By Steve Raabe
The Denver Post
Lynda Parker, from left, of Agricultural Hemp Initiative, James McVaney, director of McVaney & Associates Ltd., and Erik Hunter, engineer of Hemp Cleans, visit CannLabs in Denver and view a hemp plant. Proponents of hemp say it is going to become a big industry.(Hyoung Chang, The Denver Post)
Passage of Amendment 64 has given life to a group of zealous enthusiasts who can barely contain their passion for the leafy green substance.
No, not pot. The fanatics get their kicks from buzz-free hemp.
A genetic cousin to marijuana, hemp is a look-alike plant with one key difference. It contains almost no THC, the psychoactive ingredient in marijuana that makes users high.
But what hemp lacks in THC, it makes up for by being a remarkable workhorse of industrial utility. From auto bodies to textile fibers to nutrition bars — even as a cleaner of toxic contamination — hemp struts its stuff.
Boosters say hemp is poised to become a big industry in Colorado because Amendment 64 allows its legal cultivation pending legislative authorization.
Lynda Parker’s eyes light up, the all-natural way, when she talks about it.
“My friends tell me I’m too evangelical,” says the retired Dex saleswoman. “But there’s hardly a problem in the world that can’t be solved with hemp.”

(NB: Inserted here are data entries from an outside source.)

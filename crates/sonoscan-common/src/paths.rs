//! Path utilities for guessing an audio format by extension.
//!
//! Content sniffing is authoritative; these helpers are the fallback when the
//! leading bytes are inconclusive.

use crate::AudioFormat;
use std::path::Path;

const MP4_EXTENSIONS: &[&str] = &["m4a", "m4b", "m4p", "mp4", "3gp"];
const FLAC_EXTENSIONS: &[&str] = &["flac", "fla"];
const OGG_EXTENSIONS: &[&str] = &["ogg", "oga"];
const AAC_EXTENSIONS: &[&str] = &["aac", "adts"];

/// Guess the container format from the file extension.
///
/// # Examples
///
/// ```
/// use std::path::Path;
/// use sonoscan_common::AudioFormat;
/// use sonoscan_common::paths::format_from_extension;
///
/// assert_eq!(format_from_extension(Path::new("a.FLAC")), Some(AudioFormat::Flac));
/// assert_eq!(format_from_extension(Path::new("notes.txt")), None);
/// ```
pub fn format_from_extension(path: &Path) -> Option<AudioFormat> {
    let ext = path.extension()?.to_str()?.to_lowercase();
    let ext = ext.as_str();

    if MP4_EXTENSIONS.contains(&ext) {
        Some(AudioFormat::Mp4)
    } else if FLAC_EXTENSIONS.contains(&ext) {
        Some(AudioFormat::Flac)
    } else if OGG_EXTENSIONS.contains(&ext) {
        Some(AudioFormat::Ogg)
    } else if AAC_EXTENSIONS.contains(&ext) {
        Some(AudioFormat::Aac)
    } else {
        None
    }
}

/// Check if a path has a supported audio extension.
pub fn is_audio_file(path: &Path) -> bool {
    format_from_extension(path).is_some()
}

She ticks off an abbreviated list, just a tantalizing hint, of the practical applications.
“Hemp is food, animal feed, fiber, fuel, shelter,” she says. “It cleans the air, the water, the soil. Hemp could be enormous for Colorado because we’re the first state to legalize it.”
Hemp’s most common uses are food products derived from seeds and seed oil. Fiber from the stalks of hemp plants are used in clothing and industrial applications, including as a strengthening agent in concrete.